Matteo Zanetti è il nuovo presidente di Confindustria Bergamo. L’assemblea privata dell’associazione degli industriali bergamaschi lo ha eletto alla guida per il quadriennio 2026-2030, approvando contestualmente gli indirizzi generali del mandato, il programma di attività e la squadra dei vicepresidenti che lo affiancheranno nel primo biennio.
L’elezione arriva in una fase caratterizzata da profondi cambiamenti per il sistema manifatturiero, tra trasformazione digitale, transizione energetica, tensioni geopolitiche e nuove sfide legate alla competitività internazionale. Temi che hanno fatto da sfondo anche all’intervento del giornalista e saggista Maurizio Molinari, ospite dell’assemblea per un approfondimento sugli scenari globali.
Linee guida
Nel delineare le linee guida del mandato, Zanetti ha indicato come priorità il rafforzamento delle filiere produttive, la promozione dello scambio di competenze tra settori diversi e lo sviluppo di progettualità comuni capaci di sostenere la crescita delle imprese bergamasche. Un programma che ruota attorno a tre direttrici principali: innovazione, valorizzazione delle persone e crescita del tessuto imprenditoriale.
Particolare attenzione sarà dedicata all’innovazione e al trasferimento tecnologico. In questa prospettiva si inserisce il percorso per la costituzione della Fondazione di partecipazione “Conoscenza&Innovazione”, pensata per mettere in rete università, centri di ricerca, imprese e soggetti della formazione con l’obiettivo di coordinare risorse e progettualità, evitando sovrapposizioni e aumentando la capacità del territorio di attrarre investimenti pubblici.
Tra i progetti più rilevanti rientra anche la candidatura al bando regionale per la creazione di una Zona di Innovazione e Sviluppo specializzata nella meccatronica. L’iniziativa, promossa da Confindustria Bergamo insieme all’Università degli Studi di Bergamo, alla Camera di Commercio, al Kilometro Rosso, al Consorzio Intellimech e a Imprese & Territorio, punta a rafforzare ulteriormente uno dei comparti industriali più dinamici della provincia, coinvolgendo aziende e realtà formative specializzate.
Rapporti istituzionali
Accanto all’innovazione, il nuovo presidente ha indicato come strategico il consolidamento dei rapporti istituzionali a livello locale e regionale, insieme a una presenza più incisiva all’interno del sistema Confindustria nazionale. L’obiettivo è aumentare il peso delle istanze del territorio nei processi decisionali che si sviluppano a Roma e a Bruxelles, in un contesto nel quale le politiche industriali europee stanno assumendo un ruolo sempre più determinante.

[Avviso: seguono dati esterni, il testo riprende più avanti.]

//! The transport seam the dispatcher sends through.

use courier_core::ConnectionId;
use serde_json::Value;

/// Send side of the transport, keyed by connection.
///
/// Implemented by [`ConnectionManager`](crate::websocket::manager::ConnectionManager);
/// tests substitute a recorder.
pub trait Outbound: Send + Sync {
    /// Queue `payload` for `connection` under `event`.
    ///
    /// Returns `false` when the connection is unknown, closed, or its send
    /// queue is full. Never blocks.
    fn send_to(&self, connection: &ConnectionId, event: &str, payload: &Value) -> bool;

    /// Whether `connection` is currently open.
    fn is_open(&self, connection: &ConnectionId) -> bool;
}
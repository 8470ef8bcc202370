//! Server startup errors.

use thiserror::Error;

/// Failures that stop the server from starting. Nothing after startup is fatal.
#[derive(Debug, Error)]
pub enum ServerError {
    /// The listener could not bind.
    #[error("failed to bind {addr}: {source}")]
    Bind {
        /// Address that was attempted.
        addr: String,
        /// Underlying I/O error.
        #[source]
        source: std::io::Error,
    },

    /// The configured origin is not a valid header value.
    #[error("invalid allowed origin `{0}`")]
    InvalidOrigin(String),

    /// A config value the transport cannot run with.
    #[error("invalid server config: {0}")]
    InvalidConfig(String),

    /// `listen` was called a second time.
    #[error("server is already listening")]
    AlreadyListening,

    /// The global metrics recorder could not be installed.
    #[error("failed to install metrics recorder: {0}")]
    Metrics(#[from] metrics_exporter_prometheus::BuildError),

    /// Other socket I/O error.
    #[error("io error: {0}")]
    Io(#[from] std::io::Error),
}

#[cfg(test)]
mod tests {
    use super::*;

    #[test]
    fn bind_error_names_address() {
        let err = ServerError::Bind {
            addr: "127.0.0.1:4000".into(),
            source: std::io::Error::new(std::io::ErrorKind::AddrInUse, "in use"),
        };
        let msg = err.to_string();
        assert!(msg.contains("127.0.0.1:4000"));
        assert!(std::error::Error::source(&err).is_some());
    }

    #[test]
    fn invalid_origin_display() {
        let err = ServerError::InvalidOrigin("bad\norigin".into());
        assert!(err.to_string().starts_with("invalid allowed origin"));
    }
}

«L’industria bergamasca ha conseguito risultati di assoluto primato nel panorama europeo», ha sottolineato Zanetti nel suo intervento, evidenziando il contributo delle imprese alla crescita economica, all’occupazione e alla coesione sociale del territorio. Una manifattura diversificata e caratterizzata da eccellenze produttive che, secondo il nuovo presidente, dovrà essere accompagnata verso nuove opportunità di sviluppo e verso la nascita di filiere emergenti.
La squadra
La squadra che affiancherà Zanetti riflette le priorità individuate per il mandato. Lodovico Bussolati seguirà innovazione, transizione digitale e intelligenza artificiale; Massimiliano Cacciavillani avrà la delega allo sviluppo delle imprese e all’internazionalizzazione; Simone Maffeis si occuperà di relazioni sindacali, sicurezza e attrattività delle risorse umane; Silvana Pezzoli guiderà le attività legate all’education e al rapporto con scuole e università; Bernardo Sestini seguirà competitività, energia e transizione ecologica.
Faranno inoltre parte della presidenza Matteo Assolari, presidente della Piccola Industria, e Valentina Pedretti, presidente dei Giovani Imprenditori, con deleghe dedicate rispettivamente alla crescita delle imprese e al ricambio generazionale. Al presidente resteranno direttamente attribuite le competenze su strategie territoriali, infrastrutture, studi economici, comunicazione, credito e finanza. «Dovremo essere capaci di tenere insieme radici e cambiamento», ha concluso Zanetti. Una sintesi che racchiude l’ambizione del nuovo mandato: accompagnare la trasformazione del sistema produttivo bergamasco senza disperdere il patrimonio industriale che ha contribuito a rendere la provincia uno dei principali poli manifatturieri europei.